Items from a dataset:
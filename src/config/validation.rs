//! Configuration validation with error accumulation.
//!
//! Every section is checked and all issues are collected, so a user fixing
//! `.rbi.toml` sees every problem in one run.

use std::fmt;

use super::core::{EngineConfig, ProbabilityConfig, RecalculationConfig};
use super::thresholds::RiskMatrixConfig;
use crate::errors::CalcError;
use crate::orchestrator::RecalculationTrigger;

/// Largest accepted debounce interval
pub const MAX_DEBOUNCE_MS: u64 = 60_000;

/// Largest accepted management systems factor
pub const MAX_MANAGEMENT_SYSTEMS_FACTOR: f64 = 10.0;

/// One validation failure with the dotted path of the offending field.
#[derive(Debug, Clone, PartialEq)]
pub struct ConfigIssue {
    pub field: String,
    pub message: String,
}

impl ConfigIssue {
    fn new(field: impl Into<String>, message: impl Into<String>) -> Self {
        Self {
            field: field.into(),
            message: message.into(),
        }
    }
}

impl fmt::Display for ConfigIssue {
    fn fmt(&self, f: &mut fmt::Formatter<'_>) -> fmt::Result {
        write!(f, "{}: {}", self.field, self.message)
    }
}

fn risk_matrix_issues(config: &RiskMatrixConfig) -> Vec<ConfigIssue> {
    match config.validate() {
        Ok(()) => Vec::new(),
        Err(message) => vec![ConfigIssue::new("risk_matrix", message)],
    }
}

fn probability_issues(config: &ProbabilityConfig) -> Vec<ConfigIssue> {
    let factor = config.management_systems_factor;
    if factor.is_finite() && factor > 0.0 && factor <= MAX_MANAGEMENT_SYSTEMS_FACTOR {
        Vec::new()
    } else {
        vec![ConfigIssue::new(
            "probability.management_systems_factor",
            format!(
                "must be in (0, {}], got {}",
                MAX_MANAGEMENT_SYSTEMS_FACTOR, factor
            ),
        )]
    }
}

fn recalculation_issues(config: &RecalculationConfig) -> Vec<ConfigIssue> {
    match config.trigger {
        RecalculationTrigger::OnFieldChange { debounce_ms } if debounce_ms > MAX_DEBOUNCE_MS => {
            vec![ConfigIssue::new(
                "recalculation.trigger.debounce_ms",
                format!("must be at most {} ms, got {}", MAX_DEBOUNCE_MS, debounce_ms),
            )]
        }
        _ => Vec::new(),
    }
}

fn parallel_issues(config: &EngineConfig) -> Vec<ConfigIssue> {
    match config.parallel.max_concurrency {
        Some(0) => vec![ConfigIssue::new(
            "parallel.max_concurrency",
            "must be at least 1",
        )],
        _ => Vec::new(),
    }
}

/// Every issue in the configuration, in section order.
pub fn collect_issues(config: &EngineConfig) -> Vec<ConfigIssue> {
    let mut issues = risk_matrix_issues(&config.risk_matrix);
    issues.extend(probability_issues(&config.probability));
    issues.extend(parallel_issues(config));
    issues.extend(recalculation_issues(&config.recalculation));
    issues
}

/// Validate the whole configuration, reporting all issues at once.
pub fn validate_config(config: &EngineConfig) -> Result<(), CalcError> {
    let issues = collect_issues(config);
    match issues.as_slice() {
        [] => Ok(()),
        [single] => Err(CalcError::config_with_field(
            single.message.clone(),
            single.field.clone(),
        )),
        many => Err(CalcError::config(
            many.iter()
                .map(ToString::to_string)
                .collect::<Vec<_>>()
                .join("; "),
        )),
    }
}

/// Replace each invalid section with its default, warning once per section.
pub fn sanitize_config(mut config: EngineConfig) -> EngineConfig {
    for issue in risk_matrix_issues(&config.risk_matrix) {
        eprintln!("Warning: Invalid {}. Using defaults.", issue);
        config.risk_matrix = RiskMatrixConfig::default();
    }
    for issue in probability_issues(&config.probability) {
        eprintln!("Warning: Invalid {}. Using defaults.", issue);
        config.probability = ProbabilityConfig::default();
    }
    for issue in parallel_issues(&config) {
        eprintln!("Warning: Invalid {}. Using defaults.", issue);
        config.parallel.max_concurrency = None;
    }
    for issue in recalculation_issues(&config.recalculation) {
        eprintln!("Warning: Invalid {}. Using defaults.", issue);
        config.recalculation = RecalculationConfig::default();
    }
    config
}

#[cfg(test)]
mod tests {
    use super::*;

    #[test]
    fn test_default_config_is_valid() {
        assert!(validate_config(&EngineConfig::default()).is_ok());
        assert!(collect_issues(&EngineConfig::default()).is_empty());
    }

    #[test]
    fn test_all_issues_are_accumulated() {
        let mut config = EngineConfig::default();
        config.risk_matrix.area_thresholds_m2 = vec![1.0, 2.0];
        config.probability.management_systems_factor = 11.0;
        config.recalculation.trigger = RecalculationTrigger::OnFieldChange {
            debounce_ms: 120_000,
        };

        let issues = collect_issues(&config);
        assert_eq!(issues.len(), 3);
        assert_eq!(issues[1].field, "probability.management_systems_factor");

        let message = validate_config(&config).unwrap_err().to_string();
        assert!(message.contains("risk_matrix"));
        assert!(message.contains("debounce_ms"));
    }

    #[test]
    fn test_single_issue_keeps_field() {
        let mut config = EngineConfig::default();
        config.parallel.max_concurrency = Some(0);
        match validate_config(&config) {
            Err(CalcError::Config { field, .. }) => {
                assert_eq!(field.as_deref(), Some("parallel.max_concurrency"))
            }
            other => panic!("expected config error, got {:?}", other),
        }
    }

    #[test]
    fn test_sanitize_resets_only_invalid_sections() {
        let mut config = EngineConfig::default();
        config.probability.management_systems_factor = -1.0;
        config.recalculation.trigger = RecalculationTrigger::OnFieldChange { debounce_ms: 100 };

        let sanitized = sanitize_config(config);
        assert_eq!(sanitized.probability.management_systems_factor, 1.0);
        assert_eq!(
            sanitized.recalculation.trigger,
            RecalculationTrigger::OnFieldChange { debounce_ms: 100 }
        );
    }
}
* * *
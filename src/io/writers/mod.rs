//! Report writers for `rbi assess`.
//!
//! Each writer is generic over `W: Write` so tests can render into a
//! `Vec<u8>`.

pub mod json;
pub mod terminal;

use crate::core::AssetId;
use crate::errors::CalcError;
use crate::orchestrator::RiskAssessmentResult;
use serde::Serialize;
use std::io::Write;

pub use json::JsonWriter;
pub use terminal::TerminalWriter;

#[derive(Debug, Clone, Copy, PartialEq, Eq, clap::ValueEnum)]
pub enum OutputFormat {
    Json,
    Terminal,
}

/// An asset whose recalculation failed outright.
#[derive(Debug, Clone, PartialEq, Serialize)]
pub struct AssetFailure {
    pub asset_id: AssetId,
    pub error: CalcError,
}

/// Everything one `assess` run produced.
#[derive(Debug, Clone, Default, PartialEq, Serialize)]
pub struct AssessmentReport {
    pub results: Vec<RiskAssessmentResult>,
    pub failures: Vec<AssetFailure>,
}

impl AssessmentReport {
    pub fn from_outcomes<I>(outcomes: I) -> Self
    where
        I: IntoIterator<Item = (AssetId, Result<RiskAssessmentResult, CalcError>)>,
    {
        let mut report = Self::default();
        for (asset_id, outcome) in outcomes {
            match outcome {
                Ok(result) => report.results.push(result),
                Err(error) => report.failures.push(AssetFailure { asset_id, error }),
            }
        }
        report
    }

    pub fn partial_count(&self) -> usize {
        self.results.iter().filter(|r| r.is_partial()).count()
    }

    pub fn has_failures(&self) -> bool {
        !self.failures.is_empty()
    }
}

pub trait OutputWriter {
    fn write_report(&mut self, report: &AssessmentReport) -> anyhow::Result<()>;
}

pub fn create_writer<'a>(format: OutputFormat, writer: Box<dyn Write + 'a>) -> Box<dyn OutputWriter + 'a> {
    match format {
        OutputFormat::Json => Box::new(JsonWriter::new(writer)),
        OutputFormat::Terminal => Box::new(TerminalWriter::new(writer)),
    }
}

Work order:
All that is wanted is the stretch of lines above from the one containing "if debounce_ms >" through the one containing "fn parallel_issues(config: &EngineConfig)", duplicated exactly.

Exercise result:
        RecalculationTrigger::OnFieldChange { debounce_ms } if debounce_ms > MAX_DEBOUNCE_MS => {
            vec![ConfigIssue::new(
                "recalculation.trigger.debounce_ms",
                format!("must be at most {} ms, got {}", MAX_DEBOUNCE_MS, debounce_ms),
            )]
        }
        _ => Vec::new(),
    }
}

fn parallel_issues(config: &EngineConfig) -> Vec<ConfigIssue> {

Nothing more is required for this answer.